Instructions to follow → Please state how many lines in the records below contain the word "RetokenError", giving only the number.

====================

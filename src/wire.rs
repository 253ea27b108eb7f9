use serde::{Deserialize, Serialize};

#[derive(Debug, Serialize)]
#[serde(rename_all = "camelCase")]
pub struct RefreshRequest {
    pub refresh_token: String,
}

/// Token payload returned by the refresh and login endpoints.
///
/// `refreshToken` is optional: servers that do not rotate the refresh
/// token on every call omit it, in which case the stored one is kept.
#[derive(Debug, Deserialize)]
#[serde(rename_all = "camelCase")]
pub struct TokenResponse {
    pub access_token: String,
    #[serde(default)]
    pub refresh_token: Option<String>,
}

#[derive(Debug, Serialize)]
pub struct LoginRequest {
    pub username: String,
    pub password: String,
}

#[derive(Debug, Serialize)]
#[serde(rename_all = "camelCase")]
pub struct LogoutRequest {
    pub refresh_token: String,
}

#[cfg(test)]
mod tests {
    use super::*;

    #[test]
    fn token_response_decodes_rotated_refresh_token() {
        let parsed: TokenResponse =
            serde_json::from_str(r#"{"accessToken":"at1","refreshToken":"rt1"}"#)
                .expect("full token response must decode");
        assert_eq!(parsed.access_token, "at1");
        assert_eq!(parsed.refresh_token.as_deref(), Some("rt1"));
    }

    #[test]
    fn token_response_decodes_without_rotation() {
        let parsed: TokenResponse = serde_json::from_str(r#"{"accessToken":"at1"}"#)
            .expect("access-token-only response must decode");
        assert_eq!(parsed.access_token, "at1");
        assert!(parsed.refresh_token.is_none());
    }

    #[test]
    fn refresh_request_serializes_camel_case() {
        let body = serde_json::to_value(RefreshRequest {
            refresh_token: "rt1".to_owned(),
        })
        .expect("refresh request must serialize");
        assert_eq!(body, serde_json::json!({"refreshToken": "rt1"}));
    }
}
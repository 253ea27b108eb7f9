/// Configures HTTP timeout and auth endpoint locations.
#[derive(Clone, Debug, Eq, PartialEq)]
pub struct ClientOptions {
    /// Per-request timeout in milliseconds.
    pub timeout_ms: u64,
    /// Path of the token refresh endpoint, joined to the base URL.
    pub refresh_path: String,
    /// Path of the login endpoint.
    pub login_path: String,
    /// Path of the logout endpoint.
    pub logout_path: String,
}

impl Default for ClientOptions {
    fn default() -> Self {
        Self {
            timeout_ms: 10_000,
            refresh_path: "/api/auth/refresh".to_owned(),
            login_path: "/api/auth/login".to_owned(),
            logout_path: "/api/auth/logout".to_owned(),
        }
    }
}
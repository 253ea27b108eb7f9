use serde::de::DeserializeOwned;

use crate::{Result, RetokenError};

/// Successful HTTP response: status code and raw body text.
#[derive(Clone, Debug, PartialEq, Eq)]
pub struct ApiResponse {
    pub status: u16,
    pub body: String,
}

impl ApiResponse {
    /// Decodes the response body as JSON.
    pub fn json<T: DeserializeOwned>(&self) -> Result<T> {
        serde_json::from_str(&self.body).map_err(|err| {
            RetokenError::Decode(format!(
                "invalid response JSON: {err}; body: {}",
                self.body
            ))
        })
    }
}
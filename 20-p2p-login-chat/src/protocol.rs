use std::{io, net::IpAddr};

use futures::StreamExt;
use tokio::io::{AsyncRead, AsyncWrite, AsyncWriteExt};
use tokio_util::codec::{FramedRead, LinesCodec, LinesCodecError};

use crate::directory::Directory;

/// Leading character of a control line that carries a directory payload.
///
/// Every other line the relay sends is either fixed relay wording or starts
/// with a username, and usernames may not contain control characters.
pub const DIRECTORY_MARKER: char = '\u{1e}';

pub const CHOICE_PROMPT: &str = "Welcome to this chatroom! Do you want to login or register: ";
pub const USERNAME_PROMPT: &str = "Please write your username: ";
pub const SECRET_PROMPT: &str = "Your username is valid. Please enter password.";
pub const REGISTERED: &str = "You are now registered.";
pub const LOGGED_IN: &str = "You are now logged in.";

pub const UNKNOWN_CHOICE: &str = "You need to either login or register. Please try again.";
pub const INVALID_USERNAME: &str = "Invalid username. Please try again.";
pub const USERNAME_TAKEN: &str = "Username already taken. Please try again.";
pub const UNKNOWN_USER: &str = "Username not registered. Please try again.";
pub const SECRET_MISMATCH: &str = "Password did not match username. Please try again.";
pub const RELAY_FULL: &str = "The chatroom is full. Please try again later.";
pub const RELAY_ERROR: &str = "The server could not process your request. Please try again later.";
pub const SHUTTING_DOWN: &str = "The chat server is shutting down.";

pub const BANNER: &[&str] = &[
    "Connected to the chat server.",
    "To exit the chatroom type ':q'",
    "To list all online users type ':l'",
    "To send a p2p message type '@username: message'",
];

pub type LineReader<R> = FramedRead<R, LinesCodec>;

/// A line received from the relay on the control channel.
#[derive(Debug, Clone, PartialEq, Eq)]
pub enum ServerLine {
    Text(String),
    Directory(Directory),
}

impl ServerLine {
    pub fn parse(line: &str) -> Result<Self, serde_json::Error> {
        match line.strip_prefix(DIRECTORY_MARKER) {
            Some(payload) => Ok(ServerLine::Directory(serde_json::from_str(payload)?)),
            None => Ok(ServerLine::Text(line.to_string())),
        }
    }
}

pub fn encode_directory(directory: &Directory) -> Result<String, serde_json::Error> {
    let payload = serde_json::to_string(directory)?;
    let mut line = String::with_capacity(payload.len() + DIRECTORY_MARKER.len_utf8());
    line.push(DIRECTORY_MARKER);
    line.push_str(&payload);
    Ok(line)
}

pub fn joined_notice(username: &str, address: IpAddr) -> String {
    format!("{username} (IP: {address}) connected")
}

pub fn chat_line(username: &str, address: IpAddr, text: &str) -> String {
    format!("{username} (IP: {address}) said: {text}")
}

pub fn offline_notice(username: &str, address: IpAddr) -> String {
    format!("{username} (IP: {address}) is offline")
}

/// Wraps a byte stream in newline framing. Lines longer than `max_length`
/// bytes surface as an `InvalidData` error from [`read_line`].
pub fn line_reader<R: AsyncRead>(reader: R, max_length: usize) -> LineReader<R> {
    FramedRead::new(reader, LinesCodec::new_with_max_length(max_length))
}

/// Reads the next line without its terminator. `Ok(None)` means the peer
/// closed the stream. Cancel safe, so it can sit in a `select!` branch.
pub async fn read_line<R>(reader: &mut LineReader<R>) -> io::Result<Option<String>>
where
    R: AsyncRead + Unpin,
{
    match reader.next().await {
        Some(Ok(line)) => Ok(Some(line)),
        Some(Err(err)) => Err(to_io_error(err)),
        None => Ok(None),
    }
}

pub async fn write_line<W>(writer: &mut W, line: &str) -> io::Result<()>
where
    W: AsyncWrite + Unpin,
{
    // One write per line so a line never reaches the peer split around another.
    let mut encoded = Vec::with_capacity(line.len() + 1);
    encoded.extend_from_slice(line.as_bytes());
    encoded.push(b'\n');
    writer.write_all(&encoded).await?;
    writer.flush().await?;
    Ok(())
}

fn to_io_error(err: LinesCodecError) -> io::Error {
    match err {
        LinesCodecError::Io(err) => err,
        LinesCodecError::MaxLineLengthExceeded => {
            io::Error::new(io::ErrorKind::InvalidData, "line exceeds the read buffer")
        }
    }
}

#[cfg(test)]
mod tests {
    use super::*;
    use crate::directory::DirectoryEntry;

    #[tokio::test]
    async fn lines_cross_a_stream_intact() {
        let (mut writer, reader) = tokio::io::duplex(1024);
        let mut reader = line_reader(reader, 64);

        write_line(&mut writer, "login").await.expect("write first");
        write_line(&mut writer, "alice").await.expect("write second");
        drop(writer);

        assert_eq!(read_line(&mut reader).await.expect("read"), Some("login".into()));
        assert_eq!(read_line(&mut reader).await.expect("read"), Some("alice".into()));
        assert_eq!(read_line(&mut reader).await.expect("read"), None);
    }

    #[tokio::test]
    async fn overlong_line_is_invalid_data() {
        let (mut writer, reader) = tokio::io::duplex(1024);
        let mut reader = line_reader(reader, 8);

        write_line(&mut writer, "this line is far too long")
            .await
            .expect("write");

        let err = read_line(&mut reader).await.expect_err("line should be rejected");
        assert_eq!(err.kind(), io::ErrorKind::InvalidData);
    }

    #[test]
    fn directory_lines_are_told_apart_from_text() {
        let directory: Directory = vec![DirectoryEntry::new("alice", [10, 0, 0, 5].into())]
            .into_iter()
            .collect();
        let encoded = encode_directory(&directory).expect("encode");

        assert!(encoded.starts_with(DIRECTORY_MARKER));
        assert_eq!(
            ServerLine::parse(&encoded).expect("parse"),
            ServerLine::Directory(directory)
        );

        // Chat that happens to look like JSON stays text.
        let chat = chat_line("bob", [10, 0, 0, 6].into(), "[1, 2, 3]");
        assert_eq!(
            ServerLine::parse(&chat).expect("parse"),
            ServerLine::Text(chat.clone())
        );
        assert_eq!(
            ServerLine::parse("[\"alice\"]").expect("parse"),
            ServerLine::Text("[\"alice\"]".into())
        );
    }

    #[test]
    fn malformed_directory_payload_is_an_error() {
        let line = format!("{DIRECTORY_MARKER}not json");
        assert!(ServerLine::parse(&line).is_err());
    }
}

====================

Written reply → 2